I differ from some advice columnists in the sense that I love saying "Just break up" when it comes to romantic relationships, plus cutting and running in many other scenarios. Being decisive in service of a better life is like high-fiving god. But I try to be judicious about when a circumstance doesn't warrant that.
What if being asked to move out is the "Whoa, my life has really spiraled out of control, it's time to Get Serious Help" wake-up call that this person needs? Sometimes helping a depressed friend can shade into codependency.

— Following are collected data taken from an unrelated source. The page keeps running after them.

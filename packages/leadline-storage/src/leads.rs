use time::OffsetDateTime;
use uuid::Uuid;

use crate::{
	Result,
	db::Db,
	models::{Lead, LeadIntent, LeadStatus},
	outbox,
};

/// Creates the lead for `(tenant, phone)` or refreshes `last_contact_at`.
/// A brand-new lead inherits any opt-out the phone carries under another
/// tenant; opt-out is global. Returns the lead id and its current status.
pub async fn upsert_contact(
	db: &Db,
	tenant_id: Option<Uuid>,
	phone: &str,
	name: Option<&str>,
	now: OffsetDateTime,
) -> Result<(Uuid, LeadStatus)> {
	let mut tx = db.pool.begin().await?;
	let existing: Option<(Uuid, String)> = sqlx::query_as(
		"SELECT id, status FROM leads WHERE phone = $1 AND tenant_id IS NOT DISTINCT FROM $2",
	)
	.bind(phone)
	.bind(tenant_id)
	.fetch_optional(&mut *tx)
	.await?;

	let result = if let Some((lead_id, status)) = existing {
		sqlx::query(
			"UPDATE leads SET last_contact_at = $1, name = COALESCE(name, $2) WHERE id = $3",
		)
		.bind(now)
		.bind(name)
		.bind(lead_id)
		.execute(&mut *tx)
		.await?;

		(lead_id, LeadStatus::parse(&status).unwrap_or(LeadStatus::New))
	} else {
		let lead_id = Uuid::new_v4();
		let inherited_opt_out: Option<(i32,)> =
			sqlx::query_as("SELECT 1 FROM leads WHERE phone = $1 AND opt_out LIMIT 1")
				.bind(phone)
				.fetch_optional(&mut *tx)
				.await?;

		sqlx::query(
			"\
INSERT INTO leads (id, tenant_id, phone, name, status, opt_out, created_at, last_contact_at)
VALUES ($1,$2,$3,$4,'new',$5,$6,$6)",
		)
		.bind(lead_id)
		.bind(tenant_id)
		.bind(phone)
		.bind(name)
		.bind(inherited_opt_out.is_some())
		.bind(now)
		.execute(&mut *tx)
		.await?;

		(lead_id, LeadStatus::New)
	};

	tx.commit().await?;

	Ok(result)
}

pub async fn by_phone(db: &Db, tenant_id: Uuid, phone: &str) -> Result<Option<Lead>> {
	let lead = sqlx::query_as::<_, Lead>("SELECT * FROM leads WHERE phone = $1 AND tenant_id = $2")
		.bind(phone)
		.bind(tenant_id)
		.fetch_optional(&db.pool)
		.await?;

	Ok(lead)
}

/// Advances the funnel status. Refuses to touch opted-out leads and never
/// regresses from `booked`; only the admin surface may do that.
pub async fn set_status(
	db: &Db,
	tenant_id: Option<Uuid>,
	phone: &str,
	new_status: LeadStatus,
) -> Result<bool> {
	let mut tx = db.pool.begin().await?;
	let row: Option<(String, bool)> = sqlx::query_as(
		"SELECT status, opt_out FROM leads WHERE phone = $1 AND tenant_id IS NOT DISTINCT FROM \
		 $2 FOR UPDATE",
	)
	.bind(phone)
	.bind(tenant_id)
	.fetch_optional(&mut *tx)
	.await?;
	let Some((current, opt_out)) = row else {
		tx.rollback().await?;

		return Ok(false);
	};

	if opt_out
		|| (LeadStatus::parse(&current) == Some(LeadStatus::Booked)
			&& new_status != LeadStatus::Booked)
	{
		tx.rollback().await?;

		return Ok(false);
	}

	sqlx::query("UPDATE leads SET status = $1 WHERE phone = $2 AND tenant_id IS NOT DISTINCT FROM $3")
		.bind(new_status.as_str())
		.bind(phone)
		.bind(tenant_id)
		.execute(&mut *tx)
		.await?;

	tx.commit().await?;

	Ok(true)
}

pub async fn set_intent(
	db: &Db,
	tenant_id: Option<Uuid>,
	phone: &str,
	intent: LeadIntent,
) -> Result<bool> {
	let result = sqlx::query(
		"UPDATE leads SET intent = $1 WHERE phone = $2 AND tenant_id IS NOT DISTINCT FROM $3",
	)
	.bind(intent.as_str())
	.bind(phone)
	.bind(tenant_id)
	.execute(&db.pool)
	.await?;

	Ok(result.rows_affected() > 0)
}

/// Sets or clears the opt-out flag for a phone across every tenant.
/// Opting out also drops every queued message to the number in the same
/// transaction, so nothing already enqueued can still go out.
pub async fn set_opt_out(db: &Db, phone: &str, opted_out: bool, now: OffsetDateTime) -> Result<()> {
	let mut tx = db.pool.begin().await?;
	let exists: Option<(Uuid,)> = sqlx::query_as("SELECT id FROM leads WHERE phone = $1 LIMIT 1")
		.bind(phone)
		.fetch_optional(&mut *tx)
		.await?;

	if exists.is_none() {
		// An unsubscribe can arrive for a phone that never became a lead;
		// a tenantless row still records the permanent block.
		sqlx::query(
			"\
INSERT INTO leads (id, tenant_id, phone, status, opt_out, created_at, last_contact_at)
VALUES ($1,NULL,$2,'new',$3,$4,$4)",
		)
		.bind(Uuid::new_v4())
		.bind(phone)
		.bind(opted_out)
		.bind(now)
		.execute(&mut *tx)
		.await?;
	}

	sqlx::query("UPDATE leads SET opt_out = $1 WHERE phone = $2")
		.bind(opted_out)
		.bind(phone)
		.execute(&mut *tx)
		.await?;

	if opted_out {
		outbox::fail_queued_for_recipient(&mut *tx, phone).await?;
	}

	tx.commit().await?;

	Ok(())
}

/// Global opt-out check; true if the phone is blocked under any tenant.
pub async fn is_opted_out(db: &Db, phone: &str) -> Result<bool> {
	let row: Option<(i32,)> =
		sqlx::query_as("SELECT 1 FROM leads WHERE phone = $1 AND opt_out LIMIT 1")
			.bind(phone)
			.fetch_optional(&db.pool)
			.await?;

	Ok(row.is_some())
}

pub async fn list_recent(db: &Db, tenant_id: Uuid, limit: i64) -> Result<Vec<Lead>> {
	let rows = sqlx::query_as::<_, Lead>(
		"SELECT * FROM leads WHERE tenant_id = $1 ORDER BY last_contact_at DESC LIMIT $2",
	)
	.bind(tenant_id)
	.bind(limit)
	.fetch_all(&db.pool)
	.await?;

	Ok(rows)
}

That's so fair, and I do think people are at real risk of letting that happen if they don't decouple the house issues from the "You need help" issues in how they address them. My answer asks the letter writer to share clear, solutions-focused boundaries. She will not be paying her roommate's rent or accruing late fees, let alone paying them. She won't be training hell's own feline. She can feel empathy for this person while needing the apartment problems to change. If the apartment problems do not change, she can and should find a different roommate.
Damn! You’re right.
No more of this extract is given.